Running with the headphones was a slightly different story. Like every collar set I test the headphones awkwardly jumped around on my neck. The bud’s seal with my ear also had an annoying habit of breaking, which created yet another distraction that stopped me finding my rhythm while running. I experimented with a variety of different bud sizes and didn’t find a single one that worked.
The Level U Pro’s UHQA technology is being marketed by Samsung as a key selling point. For those that missed it, UHQA is a bit of tech available on select Samsung smartphones, like the Galaxy S7.
Samsung claims it delivers a true 24-bit digital audio experience “with up to 2x wider frequency range than standard CD-quality wireless sound.”

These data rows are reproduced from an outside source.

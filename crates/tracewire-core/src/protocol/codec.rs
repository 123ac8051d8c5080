//! Payload body encoding and decoding
//!
//! The codec is the only place that knows field offsets and byte order
//! inside payload bodies. It formats buffers and nothing else: live memory
//! is read and written by the command processors, which hand the codec
//! pre-sized slots to fill.
//!
//! Framing fields (length, CRC) are big-endian everywhere. Protocol
//! addresses are pointer-sized for the target and little-endian unless the
//! `big-endian-address` feature is enabled; host and device builds must
//! agree on both attributes.

use cfg_if::cfg_if;

use crate::config::SOFTWARE_ID_LENGTH;
use crate::errors::CodecError;
use crate::protocol::frame::{Request, Response};
use crate::types::{FeatureFlags, ProtocolVersion, RegionType};
use crate::AddressRange;

// ----------------------------------------------------------------------------
// Wire Attributes
// ----------------------------------------------------------------------------

/// Bytes per protocol address: the target's pointer width.
pub const WIRE_ADDRESS_SIZE: usize = core::mem::size_of::<usize>();

/// Fixed prefix of every discover response.
pub const DISCOVER_MAGIC: [u8; 4] = [0x7E, 0x18, 0xFC, 0x68];

/// Length of the discover challenge and its echoed complement.
pub const DISCOVER_CHALLENGE_SIZE: usize = 8;

/// Bytes per memory-record header: address plus 16-bit length.
pub const MEMORY_RECORD_HEADER_SIZE: usize = WIRE_ADDRESS_SIZE + 2;

/// Write a protocol address into an address-sized slot
pub fn encode_address(dst: &mut [u8], addr: u64) {
    debug_assert_eq!(dst.len(), WIRE_ADDRESS_SIZE);
    cfg_if! {
        if #[cfg(feature = "big-endian-address")] {
            let bytes = addr.to_be_bytes();
            dst.copy_from_slice(&bytes[8 - WIRE_ADDRESS_SIZE..]);
        } else {
            let bytes = addr.to_le_bytes();
            dst.copy_from_slice(&bytes[..WIRE_ADDRESS_SIZE]);
        }
    }
}

/// Read a protocol address from an address-sized slot
pub fn decode_address(src: &[u8]) -> u64 {
    debug_assert_eq!(src.len(), WIRE_ADDRESS_SIZE);
    let mut bytes = [0u8; 8];
    cfg_if! {
        if #[cfg(feature = "big-endian-address")] {
            bytes[8 - WIRE_ADDRESS_SIZE..].copy_from_slice(src);
            u64::from_be_bytes(bytes)
        } else {
            bytes[..WIRE_ADDRESS_SIZE].copy_from_slice(src);
            u64::from_le_bytes(bytes)
        }
    }
}

fn read_u16_be(src: &[u8]) -> u16 {
    u16::from_be_bytes([src[0], src[1]])
}

fn push_address(response: &mut Response<'_>, addr: u64) -> Result<(), CodecError> {
    let slot = response.reserve(WIRE_ADDRESS_SIZE)?;
    encode_address(slot, addr);
    Ok(())
}

// ----------------------------------------------------------------------------
// GetInfo Bodies
// ----------------------------------------------------------------------------

pub fn encode_protocol_version(
    response: &mut Response<'_>,
    version: ProtocolVersion,
) -> Result<(), CodecError> {
    response.push_u8(version.major)?;
    response.push_u8(version.minor)
}

pub fn encode_software_id(
    response: &mut Response<'_>,
    id: &[u8; SOFTWARE_ID_LENGTH],
) -> Result<(), CodecError> {
    response.push_bytes(id)
}

pub fn encode_supported_features(
    response: &mut Response<'_>,
    features: FeatureFlags,
) -> Result<(), CodecError> {
    response.push_u8(features.as_u8())
}

pub fn encode_special_region_count(
    response: &mut Response<'_>,
    readonly_count: u8,
    forbidden_count: u8,
) -> Result<(), CodecError> {
    response.push_u8(readonly_count)?;
    response.push_u8(forbidden_count)
}

/// Body: `[region_type][region_index]`
pub fn decode_special_region_location(request: &Request<'_>) -> Result<(RegionType, u8), CodecError> {
    if request.data.len() != 2 {
        return Err(CodecError::InvalidRequest);
    }
    let kind = RegionType::from_u8(request.data[0]).ok_or(CodecError::InvalidRequest)?;
    Ok((kind, request.data[1]))
}

pub fn encode_special_region_location(
    response: &mut Response<'_>,
    kind: RegionType,
    index: u8,
    range: AddressRange,
) -> Result<(), CodecError> {
    response.push_u8(kind.as_u8())?;
    response.push_u8(index)?;
    push_address(response, range.start())?;
    push_address(response, range.end())
}

// ----------------------------------------------------------------------------
// CommControl Bodies
// ----------------------------------------------------------------------------

/// Body: the raw challenge bytes
pub fn decode_discover(request: &Request<'_>) -> Result<[u8; DISCOVER_CHALLENGE_SIZE], CodecError> {
    if request.data.len() != DISCOVER_CHALLENGE_SIZE {
        return Err(CodecError::InvalidRequest);
    }
    let mut challenge = [0u8; DISCOVER_CHALLENGE_SIZE];
    challenge.copy_from_slice(request.data);
    Ok(challenge)
}

/// Body: magic prefix then the complemented challenge
pub fn encode_discover(
    response: &mut Response<'_>,
    challenge_response: &[u8; DISCOVER_CHALLENGE_SIZE],
) -> Result<(), CodecError> {
    response.push_bytes(&DISCOVER_MAGIC)?;
    response.push_bytes(challenge_response)
}

pub fn decode_heartbeat(request: &Request<'_>) -> Result<u16, CodecError> {
    if request.data.len() != 2 {
        return Err(CodecError::InvalidRequest);
    }
    Ok(read_u16_be(request.data))
}

pub fn encode_heartbeat(
    response: &mut Response<'_>,
    challenge_response: u16,
) -> Result<(), CodecError> {
    response.push_u16_be(challenge_response)
}

/// Link parameters advertised by `CommControl::GetParams`
#[derive(Debug, Clone, Copy, PartialEq, Eq)]
pub struct CommParams {
    pub rx_data_size: u16,
    pub tx_data_size: u16,
    pub max_bitrate: u32,
    pub heartbeat_timeout_us: u32,
    pub rx_timeout_us: u32,
}

pub fn encode_comm_params(
    response: &mut Response<'_>,
    params: &CommParams,
) -> Result<(), CodecError> {
    response.push_u16_be(params.rx_data_size)?;
    response.push_u16_be(params.tx_data_size)?;
    response.push_u32_be(params.max_bitrate)?;
    response.push_u32_be(params.heartbeat_timeout_us)?;
    response.push_u32_be(params.rx_timeout_us)
}

// ----------------------------------------------------------------------------
// MemoryControl Bodies
// ----------------------------------------------------------------------------

/// One record of a read request
#[derive(Debug, Clone, Copy, PartialEq, Eq)]
pub struct ReadRecord {
    pub addr: u64,
    pub len: u16,
}

/// Walks the `[addr][len]` records of a read request
///
/// Construction validates the whole body, so iteration cannot fail.
#[derive(Debug, Clone)]
pub struct ReadRequestParser<'a> {
    data: &'a [u8],
    cursor: usize,
    required_tx_size: usize,
}

impl<'a> ReadRequestParser<'a> {
    pub fn new(request: &Request<'a>) -> Result<Self, CodecError> {
        let data = request.data;
        if data.is_empty() || data.len() % MEMORY_RECORD_HEADER_SIZE != 0 {
            return Err(CodecError::InvalidRequest);
        }

        let mut required_tx_size = 0usize;
        let mut cursor = 0;
        while cursor < data.len() {
            let len = read_u16_be(&data[cursor + WIRE_ADDRESS_SIZE..]);
            required_tx_size += MEMORY_RECORD_HEADER_SIZE + usize::from(len);
            cursor += MEMORY_RECORD_HEADER_SIZE;
        }

        Ok(Self {
            data,
            cursor: 0,
            required_tx_size,
        })
    }

    /// Response bytes the full record list will need
    pub fn required_tx_size(&self) -> usize {
        self.required_tx_size
    }

    pub fn next(&mut self) -> Option<ReadRecord> {
        if self.cursor >= self.data.len() {
            return None;
        }
        let addr = decode_address(&self.data[self.cursor..self.cursor + WIRE_ADDRESS_SIZE]);
        let len = read_u16_be(&self.data[self.cursor + WIRE_ADDRESS_SIZE..]);
        self.cursor += MEMORY_RECORD_HEADER_SIZE;
        Some(ReadRecord { addr, len })
    }
}

/// One record of a write request, payload still in the reception buffer
#[derive(Debug, Clone, Copy)]
pub struct WriteRecord<'a> {
    pub addr: u64,
    pub data: &'a [u8],
}

/// Walks the `[addr][len][bytes]` records of a write request
#[derive(Debug, Clone)]
pub struct WriteRequestParser<'a> {
    data: &'a [u8],
    cursor: usize,
    ack_size: usize,
}

impl<'a> WriteRequestParser<'a> {
    pub fn new(request: &Request<'a>) -> Result<Self, CodecError> {
        let data = request.data;
        if data.is_empty() {
            return Err(CodecError::InvalidRequest);
        }

        // Every record must fit and the records must consume the body exactly.
        let mut ack_size = 0usize;
        let mut cursor = 0;
        while cursor < data.len() {
            if cursor + MEMORY_RECORD_HEADER_SIZE > data.len() {
                return Err(CodecError::InvalidRequest);
            }
            let len = read_u16_be(&data[cursor + WIRE_ADDRESS_SIZE..]);
            cursor += MEMORY_RECORD_HEADER_SIZE + usize::from(len);
            if cursor > data.len() {
                return Err(CodecError::InvalidRequest);
            }
            ack_size += MEMORY_RECORD_HEADER_SIZE;
        }

        Ok(Self {
            data,
            cursor: 0,
            ack_size,
        })
    }

    /// Response bytes the acknowledgment list will need
    pub fn ack_size(&self) -> usize {
        self.ack_size
    }

    pub fn next(&mut self) -> Option<WriteRecord<'a>> {
        if self.cursor >= self.data.len() {
            return None;
        }
        let addr = decode_address(&self.data[self.cursor..self.cursor + WIRE_ADDRESS_SIZE]);
        let len = usize::from(read_u16_be(&self.data[self.cursor + WIRE_ADDRESS_SIZE..]));
        let start = self.cursor + MEMORY_RECORD_HEADER_SIZE;
        self.cursor = start + len;
        Some(WriteRecord {
            addr,
            data: &self.data[start..start + len],
        })
    }
}

/// Appends `[addr][len][bytes]` blocks to a read response
#[derive(Debug)]
pub struct ReadResponseEncoder<'r, 'b> {
    response: &'r mut Response<'b>,
}

impl<'r, 'b> ReadResponseEncoder<'r, 'b> {
    pub fn new(response: &'r mut Response<'b>) -> Self {
        response.clear_data();
        Self { response }
    }

    /// Write one block header and hand back the slot for the memory bytes
    pub fn begin_block(&mut self, addr: u64, len: u16) -> Result<&mut [u8], CodecError> {
        push_address(self.response, addr)?;
        self.response.push_u16_be(len)?;
        self.response.reserve(usize::from(len))
    }
}

/// Appends `[addr][len]` acknowledgments to a write response
#[derive(Debug)]
pub struct WriteResponseEncoder<'r, 'b> {
    response: &'r mut Response<'b>,
}

impl<'r, 'b> WriteResponseEncoder<'r, 'b> {
    pub fn new(response: &'r mut Response<'b>) -> Self {
        response.clear_data();
        Self { response }
    }

    pub fn write_ack(&mut self, addr: u64, len: u16) -> Result<(), CodecError> {
        push_address(self.response, addr)?;
        self.response.push_u16_be(len)
    }
}

// ----------------------------------------------------------------------------
// Tests
// ----------------------------------------------------------------------------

I’ve always taken Samsung’s claims with a pinch of salt. The Galaxy S6’s UHQA “upscaling” tech made a best a negligible difference to general audio quality that 99% of people wouldn’t notice. What’s more, those that do will likely have invested in their own Hi-Res audio collection and a more expensive pair of cabled headphones.
However, when it comes to sound quality, as wireless headphones go, the Samsung Level U Pro’s are solid.
Paired with a Nexus 5X the earphone’s do a solid job not pushing any one end of the sound spectrum. The 13mm Dynamic and 13mm Piezo drivers deliver fairly well balanced, clear sound quality throughout my testing.
Bass, while not quite as punchy as the Audio Technica ATH-ANC40BT’s, is solid and delivers enough power to ensure audio doesn’t sound muted or flat. Listening to God is an Astronaut's stellar Age of the Fifth Sun while running, the bassline powered through without clouding the music’s overall sound.
Chilling out to some of Chopin’s nocturnes, the notes were wonderfully clear, and felt had suitable clarity in both the low and mid-range.
My only issue with the Level U Pro’s sound quality stem from the way it handles high frequency sound. Treble’s have a tendency to sound forced and on certain types of music I definitely noticed sibilance creeping in.
Listening to the Clash, Mick Jones jangled guitar and Joe Strummer’s shouted vocals had a slightly sharp edge. The issue reared its ugly head again during a session listening to acoustic tracks from Nick Drake and Michael Hedges. Through the Level U Pro’s the two artists’ otherwise soothing folk tracks took on an unwanted, slightly harsh tone.
The is an issue I experience on every wireless set I’ve tested, so it isn’t a total deal breaker for the Level U Pro’s. It just reinforces my belief people interested in unparalleled sound quality should still opt for cabled headphones, especially when they’re thinking about shelling out over £50 for a pair.
The Level U Pro work with Samsung’s Android Level app. The app offers a variety of fairly useful features, including the ability to see the headphone's current battery level. There are also controls for audio settings like bass and clarity.
It also includes controls for the Level U Pro’s call alert and notifications settings. Those that wish to can set the headphones to vibrate on their neck when incoming messages, calls or general alerts come in. If you fancy making your own two person silent disco, the app also lets you stream music from your smartphone to a second pair of connect Level U Pros, though I can't honestly think why anyone would want to do this.
The Samsung Level U Pros are pretty good as wireless collar-style headphones go. They offer reasonable sound quality, feature a useful companion app, and water resistant design. Outside of the Audio Technica ATH-ANC40BT’s these are the best collar headphones I’ve tried recently.
However, I’m still not convinced about collar-design or wireless headphones in general. The design feels cumbersome, especially when you’re exercising. There are also significantly better value for money cabled headphone options out there, like the £60 Sennheiser CX 5.00s, that offer superior audio quality.
If you’re after collar-style, wireless headphones the Level U Pro’s are worth checking out.